[BioC] second GenomicRanges request - enable query-self comparison (and so ignoreSelf and ignoreRedundant) for GRangesList objects?
Janet Young
jayoung at fhcrc.org
Fri Jun 20 19:58:52 CEST 2014
thanks very much - got it now, and it's working without the type="any". Nice!
j
On Jun 18, 2014, at 1:50 PM, Valerie Obenchain <vobencha at fhcrc.org> wrote:
> I think Michael forgot to bump the version after his fix so the package didn't propagate. It's bumped now and 1.99.16 should be available w/ biocLite() by noon tomorrow or in svn immediately.
>
> findOverlaps() now works on a GRangesList w/ no subject and the ignore* args as necessary.

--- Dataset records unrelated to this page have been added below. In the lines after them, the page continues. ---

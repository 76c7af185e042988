//! Fans out exact-output quote requests across venues and normalizes the
//! results

pub mod convergence;
pub mod venues;

use std::sync::Arc;

use alloy_primitives::{Address, U256};
use futures::{
    future::{join_all, BoxFuture},
    FutureExt,
};
use settlement_router_api::{
    quote::{Quote, Venue},
    token::TokenInfo,
};
use tracing::{info, instrument, warn};

use crate::{
    chain::ChainInfo,
    error::SettlementError,
    fixed_point::apply_slippage,
};

use self::{
    convergence::ConvergenceConfig,
    venues::{
        curve::{
            router_client::CurveRouterSource, swap_params::resolve_swap_params,
            CurveSinglePoolSource,
        },
        uniswap::UniswapQuoter,
        QuoteSource,
    },
};

/// The outcome of querying a single source
type SourceResult = (QuoteSource, Result<Quote, SettlementError>);

/// Queries every venue for a chain and returns their normalized quotes
#[derive(Clone)]
pub struct QuoteAggregator {
    /// The chain being quoted
    chain: Arc<ChainInfo>,
    /// The Uniswap quote source
    uniswap: Arc<dyn UniswapQuoter>,
    /// The Curve single-pool source
    curve_single: CurveSinglePoolSource,
    /// The Curve router-client source, if configured
    curve_router: Option<CurveRouterSource>,
    /// The exact-output search parameters for the Curve sources
    convergence: ConvergenceConfig,
}

impl QuoteAggregator {
    /// Create a new aggregator
    pub fn new(
        chain: Arc<ChainInfo>,
        uniswap: Arc<dyn UniswapQuoter>,
        curve_single: CurveSinglePoolSource,
        curve_router: Option<CurveRouterSource>,
        convergence: ConvergenceConfig,
    ) -> Self {
        Self { chain, uniswap, curve_single, curve_router, convergence }
    }

    /// The chain this aggregator quotes on
    pub fn chain(&self) -> &Arc<ChainInfo> {
        &self.chain
    }

    /// Fetch an exact-output quote from every non-excluded venue
    ///
    /// Sources are queried concurrently and a failing source only drops its
    /// own quote. Results are ordered Uniswap, Curve single-pool, Curve
    /// router, and each carries `slippage_bps` of input allowance
    #[instrument(skip_all, fields(
        token_in = %token_in.symbol,
        token_out = %token_out.symbol,
        amount_out = %amount_out,
    ))]
    pub async fn fetch_all_quotes(
        &self,
        amount_out: U256,
        token_in: &TokenInfo,
        token_out: &TokenInfo,
        slippage_bps: u32,
        excluded_venues: &[Venue],
    ) -> Vec<(Quote, Venue)> {
        let sources = self.build_source_futures(amount_out, token_in, token_out, excluded_venues);
        let results = join_all(sources).await;

        let mut quotes = Vec::new();
        for (source, quote_res) in results {
            let quote = match quote_res.and_then(|q| {
                self.normalize_quote(source, q, token_in, token_out, slippage_bps)
            }) {
                Ok(quote) => quote,
                Err(e) => {
                    warn!("Error getting quote from {source}: {e}");
                    continue;
                },
            };

            if !quote.is_valid() {
                warn!("Discarding empty quote from {source}");
                continue;
            }

            info!("{source} quote: {} in for {} out", quote.amount_in, quote.amount_out);
            quotes.push((quote, source.venue()));
        }

        quotes
    }

    /// Build the quote future of every non-excluded source, in output order
    fn build_source_futures<'a>(
        &'a self,
        amount_out: U256,
        token_in: &'a TokenInfo,
        token_out: &'a TokenInfo,
        excluded_venues: &[Venue],
    ) -> Vec<BoxFuture<'a, SourceResult>> {
        let wrapped_in = self.chain.wrap_native(token_in.address);
        let convergence = self.convergence;
        let mut futures: Vec<BoxFuture<'a, SourceResult>> = Vec::new();

        if !excluded_venues.contains(&Venue::Uniswap) {
            let chain_id = self.chain.chain_id;
            let wrapped_out = self.chain.wrap_native(token_out.address);
            futures.push(
                async move {
                    let res = self
                        .uniswap
                        .quote_exact_output(chain_id, wrapped_in, wrapped_out, amount_out)
                        .await;
                    (QuoteSource::Uniswap, res)
                }
                .boxed(),
            );
        }

        if excluded_venues.contains(&Venue::Curve) {
            return futures;
        }

        futures.push(
            async move {
                let res = self
                    .curve_single
                    .quote_exact_output(amount_out, wrapped_in, token_out.address, &convergence)
                    .await;
                (QuoteSource::CurveSinglePool, res)
            }
            .boxed(),
        );

        if let Some(router) = &self.curve_router {
            let wrapped_token_in = TokenInfo { address: wrapped_in, ..token_in.clone() };
            futures.push(
                async move {
                    let res = router
                        .quote_exact_output(amount_out, &wrapped_token_in, token_out, &convergence)
                        .await;
                    (QuoteSource::CurveRouter, res)
                }
                .boxed(),
            );
        }

        futures
    }

    /// Apply slippage and restore the caller's token addresses on a raw
    /// source quote
    fn normalize_quote(
        &self,
        source: QuoteSource,
        mut quote: Quote,
        token_in: &TokenInfo,
        token_out: &TokenInfo,
        slippage_bps: u32,
    ) -> Result<Quote, SettlementError> {
        let (amount_in, slippage) = apply_slippage(quote.amount_in, slippage_bps);
        quote.amount_in = amount_in;
        quote.slippage = Some(slippage);

        let first_hop = quote
            .path
            .first_mut()
            .ok_or_else(|| SettlementError::quote(format!("{source} returned an empty path")))?;
        first_hop.amount_in = Some(amount_in);

        if source == QuoteSource::CurveSinglePool {
            let params = resolve_swap_params(
                &self.chain,
                first_hop.pool_address,
                first_hop.token_in,
                first_hop.token_out,
            )?;
            first_hop.swap_params = Some(params);
            first_hop.factory_address = Some(Address::ZERO);
        }
        first_hop.token_in = token_in.address;

        if source == QuoteSource::Uniswap {
            if let Some(last_hop) = quote.path.last_mut() {
                last_hop.token_out = token_out.address;
            }
        }

        Ok(quote)
    }
}

#[cfg(test)]
pub(crate) mod tests {
    use std::{str::FromStr, sync::Mutex};

    use alloy_primitives::address;
    use alloy_sol_types::SolType;
    use async_trait::async_trait;
    use bigdecimal::BigDecimal;
    use settlement_router_api::{
        quote::{CurveSwapParams, Pool},
        token::NATIVE_TOKEN_ADDRESS,
    };

    use super::*;
    use crate::{
        chain::mainnet,
        payload::{
            create_payload,
            tests::{token, usd_invoice, SENDER},
            PaymentCall, PaymentParams, SingleHopPath,
        },
        routing::venues::curve::{
            router_client::tests::FixedRateRouterClient,
            tests::FixedRateReader,
            CurveRateReader,
        },
    };

    /// A Uniswap pool used by the mock quoter
    pub(crate) const MOCK_UNISWAP_POOL: Address = address!("88e6A0c2dDD26FEEb64F039a2c41296FcB3f5640");

    /// A Uniswap quoter returning a one-hop quote at a fixed input, or an
    /// error when none is configured
    pub(crate) struct MockUniswap {
        /// The input amount to quote
        pub amount_in: Option<U256>,
        /// The token pairs of every call
        pub calls: Mutex<Vec<(Address, Address)>>,
    }

    impl MockUniswap {
        /// A quoter that always quotes `amount_in`
        pub(crate) fn quoting(amount_in: u64) -> Self {
            Self { amount_in: Some(U256::from(amount_in)), calls: Mutex::new(Vec::new()) }
        }

        /// A quoter that always fails
        pub(crate) fn failing() -> Self {
            Self { amount_in: None, calls: Mutex::new(Vec::new()) }
        }
    }

    #[async_trait]
    impl UniswapQuoter for MockUniswap {
        async fn quote_exact_output(
            &self,
            _chain_id: u64,
            token_in: Address,
            token_out: Address,
            amount_out: U256,
        ) -> Result<Quote, SettlementError> {
            self.calls.lock().unwrap().push((token_in, token_out));
            let amount_in = self.amount_in.ok_or_else(|| SettlementError::quote("NO_ROUTE"))?;

            let mut pool = Pool::new(MOCK_UNISWAP_POOL, token_in, token_out);
            pool.pool_fee = "500".to_string();
            pool.amount_in = Some(amount_in);
            pool.amount_out = Some(amount_out);
            Ok(Quote { path: vec![pool], amount_in, amount_out, slippage: None, price_impact: None })
        }
    }

    /// A Curve reader that always fails
    struct FailingReader;

    #[async_trait]
    impl CurveRateReader for FailingReader {
        async fn get_best_rate(
            &self,
            _exchange: Address,
            _token_in: Address,
            _token_out: Address,
            _amount: U256,
        ) -> Result<(Address, U256), SettlementError> {
            Err(SettlementError::onchain("execution reverted"))
        }
    }

    /// Build an aggregator over mainnet with the given sources
    fn aggregator(
        uniswap: Arc<dyn UniswapQuoter>,
        reader: Arc<dyn CurveRateReader>,
        with_router: bool,
    ) -> QuoteAggregator {
        let chain = Arc::new(mainnet());
        let router = with_router.then(|| {
            CurveRouterSource::new(Arc::new(FixedRateRouterClient {
                rate: BigDecimal::from_str("0.999").unwrap(),
            }))
        });

        QuoteAggregator::new(
            chain.clone(),
            uniswap,
            CurveSinglePoolSource::new(chain, reader),
            router,
            ConvergenceConfig::default(),
        )
    }

    /// Test that every source contributes a quote, in order, with slippage
    #[tokio::test]
    async fn test_all_sources() {
        let agg = aggregator(
            Arc::new(MockUniswap::quoting(1_010_000)),
            Arc::new(FixedRateReader::new(998)),
            true, // with_router
        );
        let (usdt, usdc) = (token("USDT"), token("USDC"));

        let quotes = agg.fetch_all_quotes(U256::from(1_000_000u64), &usdt, &usdc, 50, &[]).await;
        let venues: Vec<Venue> = quotes.iter().map(|(_, v)| *v).collect();
        assert_eq!(venues, vec![Venue::Uniswap, Venue::Curve, Venue::Curve]);

        let (uniswap, _) = &quotes[0];
        assert_eq!(uniswap.amount_in, U256::from(1_015_050u64));
        assert_eq!(uniswap.slippage, Some(U256::from(5_050u64)));
        assert_eq!(uniswap.path[0].amount_in, Some(uniswap.amount_in));

        // The single-pool hop resolves against the plain 3pool
        let (single, _) = &quotes[1];
        let hop = &single.path[0];
        assert_eq!(hop.swap_params, Some(CurveSwapParams { in_index: 2, out_index: 1, swap_type: 1 }));
        assert_eq!(hop.factory_address, Some(Address::ZERO));
        for (quote, _) in &quotes {
            assert_eq!(quote.path[0].token_in, usdt.address);
        }
    }

    /// Test that a failing source drops only its own quote
    #[tokio::test]
    async fn test_source_isolation() {
        let agg = aggregator(
            Arc::new(MockUniswap::failing()),
            Arc::new(FixedRateReader::new(998)),
            false, // with_router
        );
        let (usdt, usdc) = (token("USDT"), token("USDC"));

        let quotes = agg.fetch_all_quotes(U256::from(1_000_000u64), &usdt, &usdc, 0, &[]).await;
        assert_eq!(quotes.len(), 1);
        assert_eq!(quotes[0].1, Venue::Curve);

        let agg = aggregator(
            Arc::new(MockUniswap::quoting(1_010_000)),
            Arc::new(FailingReader),
            false, // with_router
        );
        let quotes = agg.fetch_all_quotes(U256::from(1_000_000u64), &usdt, &usdc, 0, &[]).await;
        assert_eq!(quotes.len(), 1);
        assert_eq!(quotes[0].1, Venue::Uniswap);
    }

    /// Test that excluded venues are never queried
    #[tokio::test]
    async fn test_excluded_venues() {
        let uniswap = Arc::new(MockUniswap::quoting(1_010_000));
        let agg = aggregator(uniswap.clone(), Arc::new(FixedRateReader::new(998)), true);
        let (usdt, usdc) = (token("USDT"), token("USDC"));

        let quotes = agg
            .fetch_all_quotes(U256::from(1_000_000u64), &usdt, &usdc, 0, &[Venue::Uniswap])
            .await;
        assert!(uniswap.calls.lock().unwrap().is_empty());
        assert!(quotes.iter().all(|(_, v)| *v == Venue::Curve));

        let quotes = agg
            .fetch_all_quotes(U256::from(1_000_000u64), &usdt, &usdc, 0, &[Venue::Uniswap, Venue::Curve])
            .await;
        assert!(quotes.is_empty());
    }

    /// Test that native tokens are quoted in their wrapped form and restored
    /// in the returned path
    #[tokio::test]
    async fn test_native_substitution() {
        let uniswap = Arc::new(MockUniswap::quoting(500_000_000_000_000));
        let agg = aggregator(uniswap.clone(), Arc::new(FailingReader), false);
        let (eth, usdc, weth) = (token("ETH"), token("USDC"), token("WETH"));

        let quotes = agg.fetch_all_quotes(U256::from(1_000_000u64), &eth, &usdc, 0, &[]).await;
        assert_eq!(uniswap.calls.lock().unwrap()[0], (weth.address, usdc.address));
        assert_eq!(quotes[0].0.path[0].token_in, NATIVE_TOKEN_ADDRESS);

        let quotes = agg.fetch_all_quotes(U256::from(1_000_000u64), &usdc, &eth, 0, &[]).await;
        assert_eq!(uniswap.calls.lock().unwrap()[1], (usdc.address, weth.address));
        assert_eq!(quotes[0].0.last_hop().unwrap().token_out, NATIVE_TOKEN_ADDRESS);
    }

    /// Test that a native output restored by the aggregator reaches the
    /// encoded Uniswap path
    #[tokio::test]
    async fn test_native_output_payload() {
        let agg = aggregator(
            Arc::new(MockUniswap::quoting(2_000_000)),
            Arc::new(FailingReader),
            false, // with_router
        );
        let (usdc, eth) = (token("USDC"), token("ETH"));
        let invoice = usd_invoice();

        let quotes = agg.fetch_all_quotes(U256::from(1_000_000u64), &usdc, &eth, 0, &[]).await;
        let (quote, venue) = &quotes[0];
        assert_eq!(*venue, Venue::Uniswap);

        let payload = create_payload(&PaymentParams {
            chain: agg.chain(),
            sender: SENDER,
            token_in: &usdc,
            invoice: &invoice,
            quote: Some(quote),
            venue: Some(*venue),
            return_remainder: false,
            price_feed_details: None,
        })
        .unwrap();
        let PaymentCall::Uniswap(call) = &payload.call else { panic!("expected uniswap call") };

        let (path_out, _, path_in) = SingleHopPath::abi_decode_params(&call.params.path).unwrap();
        assert_eq!(path_out, NATIVE_TOKEN_ADDRESS);
        assert_eq!(path_in, usdc.address);
        assert_eq!(payload.token_out, eth);
    }

    /// Test that a single-pool quote through an unregistered pool is dropped
    #[tokio::test]
    async fn test_unresolvable_pool_dropped() {
        let agg = aggregator(
            Arc::new(MockUniswap::failing()),
            Arc::new(FixedRateReader::new(998)),
            false, // with_router
        );
        // WBTC is not part of the mock pool
        let (wbtc, usdc) = (token("WBTC"), token("USDC"));

        let quotes = agg.fetch_all_quotes(U256::from(1_000_000u64), &wbtc, &usdc, 0, &[]).await;
        assert!(quotes.is_empty());
    }
}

The default for 'type' is "any" for all findOverlaps() methods.
>
> example(GRangesList) ## for 'grl'
>>> findOverlaps(grl)
>> Hits of length 3
>> queryLength: 3
>> subjectLength: 3
>> queryHits subjectHits
>> <integer> <integer>
>> 1 1 1
>> 2 2 2
>> 3 3 3
>
>
> Valerie
>
> On 06/17/2014 11:54 AM, Janet Young wrote:
>> Thanks very much all - yes, I can now get what I want by adding type="any":
>> findOverlaps( genes_GRL, type="any", ignoreSelf=TRUE, ignoreRedundant=TRUE)
>> I guess in the long term that'll be unnecessary?
> It seems to make sense to have a default of type="any", to be consistent with all the other findOverlaps methods.
>>
>> Janet
>>
>>
>>
>>
>> On Jun 15, 2014, at 12:35 PM, Valerie Obenchain <vobencha at fhcrc.org> wrote:
>>
>>> Great. Thanks.
>>>
>>> Val
>>>
>>> On 06/14/2014 10:27 PM, Michael Lawrence wrote:
>>>> A GRangesList is a Vector, so that method should work. It just neglected
>>>> to resolve the type argument with match.arg() before forwarding. That's
>>>> now fixed.
>>>>
>>>> Michael
>>>>
>>>>
>>>> On Sat, Jun 14, 2014 at 6:27 PM, Valerie Obenchain <vobencha at fhcrc.org
>>>> <mailto:vobencha at fhcrc.org>> wrote:
>>>>
>>>> Hi Janet, Michael,
>>>>
>>>> Janet, were you able to get what you needed by specifying 'type'?
>>>>
>>>> Michael, which method are you referring to when you say it exists
>>>> but is broken? The only method I see that allows a missing 'subject'
>>>> is query="Vector". Maybe we need to add query="GRangesList"
>>>> subject="missing"?
>>>>
>>>>
>>>> Val
>>>>
>>>>
>>>>
>>>> On 06/11/2014 11:15 AM, Michael Lawrence wrote:
>>>>
>>>> Turns out I added something else. In this case, the method does
>>>> exist, but
>>>> it's just broken. You might have better luck if you specify the type
>>>> argument to findOverlaps, like type="any".
>>>>
>>>>
>>>> On Wed, Jun 11, 2014 at 10:52 AM, Janet Young <jayoung at fhcrc.org
>>>> <mailto:jayoung at fhcrc.org>> wrote:
>>>>
>>>> I'm glad that's on your radar already - nice. I updated all
>>>> devel
>>>> packages this morning - it's not there yet. Here's my new
>>>> sessionInfo():
>>>>
>>>> sessionInfo()
>>>>
>>>> R version 3.1.0 Patched (2014-05-26 r65771)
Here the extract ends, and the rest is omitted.